**What you should do**
Within the data that follows, set down exactly the lines from the one containing "pub fn declared(&self)" through the one containing "-> Result<BlockTransfer, Error>", both ends included.

Available records: Begin

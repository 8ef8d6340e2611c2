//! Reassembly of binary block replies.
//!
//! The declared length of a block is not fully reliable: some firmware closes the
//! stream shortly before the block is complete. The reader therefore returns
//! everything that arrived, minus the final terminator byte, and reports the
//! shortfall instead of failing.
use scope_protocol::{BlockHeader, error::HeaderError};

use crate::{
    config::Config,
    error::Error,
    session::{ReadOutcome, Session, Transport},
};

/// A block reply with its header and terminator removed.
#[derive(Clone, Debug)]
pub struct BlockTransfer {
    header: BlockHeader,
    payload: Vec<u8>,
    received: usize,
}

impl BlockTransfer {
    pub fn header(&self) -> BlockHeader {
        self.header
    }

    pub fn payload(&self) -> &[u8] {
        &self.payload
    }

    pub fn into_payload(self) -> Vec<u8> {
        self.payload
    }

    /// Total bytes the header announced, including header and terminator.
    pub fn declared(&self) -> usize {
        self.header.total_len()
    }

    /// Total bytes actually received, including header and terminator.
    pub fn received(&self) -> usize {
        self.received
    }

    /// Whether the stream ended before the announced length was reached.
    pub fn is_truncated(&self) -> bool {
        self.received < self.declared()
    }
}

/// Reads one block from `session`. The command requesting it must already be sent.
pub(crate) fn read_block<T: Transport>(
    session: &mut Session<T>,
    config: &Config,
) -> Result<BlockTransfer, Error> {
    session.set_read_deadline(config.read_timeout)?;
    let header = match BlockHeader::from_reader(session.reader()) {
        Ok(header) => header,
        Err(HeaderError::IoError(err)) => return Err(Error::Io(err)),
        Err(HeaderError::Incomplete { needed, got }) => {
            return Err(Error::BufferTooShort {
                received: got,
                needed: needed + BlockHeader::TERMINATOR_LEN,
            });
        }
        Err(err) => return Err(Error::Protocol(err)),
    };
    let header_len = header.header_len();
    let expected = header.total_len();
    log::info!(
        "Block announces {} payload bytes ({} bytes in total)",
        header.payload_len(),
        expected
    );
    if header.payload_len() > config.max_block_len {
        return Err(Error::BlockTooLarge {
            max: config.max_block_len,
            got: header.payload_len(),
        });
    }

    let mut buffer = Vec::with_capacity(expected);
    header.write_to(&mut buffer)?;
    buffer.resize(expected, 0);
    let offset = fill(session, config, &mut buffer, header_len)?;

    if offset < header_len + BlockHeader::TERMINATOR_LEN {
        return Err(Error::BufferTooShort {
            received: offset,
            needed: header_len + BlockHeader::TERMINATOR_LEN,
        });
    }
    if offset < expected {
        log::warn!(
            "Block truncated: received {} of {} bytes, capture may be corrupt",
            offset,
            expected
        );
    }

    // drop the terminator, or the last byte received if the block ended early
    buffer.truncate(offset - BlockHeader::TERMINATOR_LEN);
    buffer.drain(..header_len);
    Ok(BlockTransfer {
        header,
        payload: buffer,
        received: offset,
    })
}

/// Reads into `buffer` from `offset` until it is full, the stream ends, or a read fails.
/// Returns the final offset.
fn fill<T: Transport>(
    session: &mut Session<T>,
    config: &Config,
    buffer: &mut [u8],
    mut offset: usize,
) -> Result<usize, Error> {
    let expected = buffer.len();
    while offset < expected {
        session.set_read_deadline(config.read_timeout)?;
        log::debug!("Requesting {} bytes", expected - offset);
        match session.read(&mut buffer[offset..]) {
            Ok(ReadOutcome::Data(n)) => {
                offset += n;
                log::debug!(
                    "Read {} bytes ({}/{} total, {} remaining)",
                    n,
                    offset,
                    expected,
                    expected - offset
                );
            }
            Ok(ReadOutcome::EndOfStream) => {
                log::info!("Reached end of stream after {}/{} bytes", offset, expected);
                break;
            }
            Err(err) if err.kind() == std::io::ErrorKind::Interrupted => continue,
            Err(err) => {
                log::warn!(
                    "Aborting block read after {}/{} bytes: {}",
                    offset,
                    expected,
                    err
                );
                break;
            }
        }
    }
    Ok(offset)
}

Available records: End
Available records: Begin

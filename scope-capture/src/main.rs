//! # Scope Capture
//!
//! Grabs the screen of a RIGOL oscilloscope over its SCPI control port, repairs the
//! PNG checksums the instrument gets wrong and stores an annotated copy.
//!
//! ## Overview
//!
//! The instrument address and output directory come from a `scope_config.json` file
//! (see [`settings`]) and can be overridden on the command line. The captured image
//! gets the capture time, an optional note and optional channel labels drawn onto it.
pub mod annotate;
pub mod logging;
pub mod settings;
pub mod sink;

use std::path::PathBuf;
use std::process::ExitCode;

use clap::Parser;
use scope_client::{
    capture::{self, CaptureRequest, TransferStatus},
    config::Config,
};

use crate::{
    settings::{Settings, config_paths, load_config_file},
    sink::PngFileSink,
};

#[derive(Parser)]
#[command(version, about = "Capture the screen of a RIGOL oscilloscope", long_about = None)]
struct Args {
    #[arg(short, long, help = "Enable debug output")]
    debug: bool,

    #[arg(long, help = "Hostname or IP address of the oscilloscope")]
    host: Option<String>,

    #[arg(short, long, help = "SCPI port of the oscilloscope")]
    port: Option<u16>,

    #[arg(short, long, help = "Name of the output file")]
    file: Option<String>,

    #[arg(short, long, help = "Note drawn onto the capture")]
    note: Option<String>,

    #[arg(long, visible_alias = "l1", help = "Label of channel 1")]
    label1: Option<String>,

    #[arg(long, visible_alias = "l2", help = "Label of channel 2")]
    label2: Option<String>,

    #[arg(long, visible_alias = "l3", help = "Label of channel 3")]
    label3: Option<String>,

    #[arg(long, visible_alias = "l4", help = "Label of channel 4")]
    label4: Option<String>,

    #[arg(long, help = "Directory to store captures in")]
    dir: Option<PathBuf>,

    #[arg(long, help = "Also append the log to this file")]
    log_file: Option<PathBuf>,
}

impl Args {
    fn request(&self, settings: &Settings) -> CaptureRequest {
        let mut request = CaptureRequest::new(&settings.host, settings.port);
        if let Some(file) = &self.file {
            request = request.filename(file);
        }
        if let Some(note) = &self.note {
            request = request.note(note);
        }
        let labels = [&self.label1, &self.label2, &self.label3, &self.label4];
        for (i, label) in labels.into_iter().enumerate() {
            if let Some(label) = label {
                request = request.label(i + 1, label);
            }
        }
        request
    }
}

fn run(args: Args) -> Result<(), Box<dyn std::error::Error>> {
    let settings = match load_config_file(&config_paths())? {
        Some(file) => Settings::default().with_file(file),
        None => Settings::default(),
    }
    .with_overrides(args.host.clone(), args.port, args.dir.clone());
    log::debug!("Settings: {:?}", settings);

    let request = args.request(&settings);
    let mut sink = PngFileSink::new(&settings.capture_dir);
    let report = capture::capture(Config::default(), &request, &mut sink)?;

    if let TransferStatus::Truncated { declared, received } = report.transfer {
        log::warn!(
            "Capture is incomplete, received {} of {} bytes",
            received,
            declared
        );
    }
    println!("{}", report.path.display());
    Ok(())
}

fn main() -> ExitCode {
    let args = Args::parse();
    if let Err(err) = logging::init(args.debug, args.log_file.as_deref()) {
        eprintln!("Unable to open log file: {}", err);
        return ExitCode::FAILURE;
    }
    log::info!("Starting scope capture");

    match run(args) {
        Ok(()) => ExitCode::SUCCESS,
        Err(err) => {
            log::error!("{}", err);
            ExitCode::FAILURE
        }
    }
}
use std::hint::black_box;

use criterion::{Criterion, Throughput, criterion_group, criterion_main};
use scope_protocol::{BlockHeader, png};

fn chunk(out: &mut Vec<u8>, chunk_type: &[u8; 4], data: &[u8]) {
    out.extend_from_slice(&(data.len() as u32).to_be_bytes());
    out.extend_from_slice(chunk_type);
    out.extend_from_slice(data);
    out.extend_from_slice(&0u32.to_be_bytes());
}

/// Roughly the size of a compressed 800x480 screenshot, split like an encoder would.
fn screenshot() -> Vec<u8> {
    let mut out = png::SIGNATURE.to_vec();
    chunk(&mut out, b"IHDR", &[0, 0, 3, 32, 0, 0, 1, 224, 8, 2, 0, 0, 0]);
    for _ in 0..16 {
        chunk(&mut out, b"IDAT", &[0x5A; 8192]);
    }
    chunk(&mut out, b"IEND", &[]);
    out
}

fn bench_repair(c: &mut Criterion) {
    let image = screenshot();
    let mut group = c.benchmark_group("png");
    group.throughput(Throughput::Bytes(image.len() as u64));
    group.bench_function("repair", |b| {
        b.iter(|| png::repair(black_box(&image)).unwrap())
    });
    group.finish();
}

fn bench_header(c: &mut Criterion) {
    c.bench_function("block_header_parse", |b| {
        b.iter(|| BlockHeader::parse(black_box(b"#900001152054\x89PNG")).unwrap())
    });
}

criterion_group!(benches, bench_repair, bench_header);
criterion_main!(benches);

Available records: End
Available records: Begin

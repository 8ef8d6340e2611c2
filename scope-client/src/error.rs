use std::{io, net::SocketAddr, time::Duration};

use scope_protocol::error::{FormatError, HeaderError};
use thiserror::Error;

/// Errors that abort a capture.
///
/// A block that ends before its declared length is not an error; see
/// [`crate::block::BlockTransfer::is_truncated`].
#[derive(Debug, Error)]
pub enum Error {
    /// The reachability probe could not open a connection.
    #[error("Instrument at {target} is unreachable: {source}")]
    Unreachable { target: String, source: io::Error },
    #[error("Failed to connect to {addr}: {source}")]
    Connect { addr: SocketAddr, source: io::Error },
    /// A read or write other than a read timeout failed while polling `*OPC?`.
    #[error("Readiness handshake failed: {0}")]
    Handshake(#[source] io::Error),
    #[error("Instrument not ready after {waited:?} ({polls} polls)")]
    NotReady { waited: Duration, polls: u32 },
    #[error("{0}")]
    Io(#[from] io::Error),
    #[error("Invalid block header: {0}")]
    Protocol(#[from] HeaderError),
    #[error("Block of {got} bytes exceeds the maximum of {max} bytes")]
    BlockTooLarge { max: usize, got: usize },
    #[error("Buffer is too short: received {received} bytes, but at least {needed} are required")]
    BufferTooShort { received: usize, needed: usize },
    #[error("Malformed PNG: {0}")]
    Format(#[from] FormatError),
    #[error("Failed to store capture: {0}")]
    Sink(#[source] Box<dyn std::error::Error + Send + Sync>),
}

Available records: End

**Exercise answer**
    pub fn declared(&self) -> usize {
        self.header.total_len()
    }

    /// Total bytes actually received, including header and terminator.
    pub fn received(&self) -> usize {
        self.received
    }

    /// Whether the stream ended before the announced length was reached.
    pub fn is_truncated(&self) -> bool {
        self.received < self.declared()
    }
}

/// Reads one block from `session`. The command requesting it must already be sent.
pub(crate) fn read_block<T: Transport>(
    session: &mut Session<T>,
    config: &Config,
) -> Result<BlockTransfer, Error> {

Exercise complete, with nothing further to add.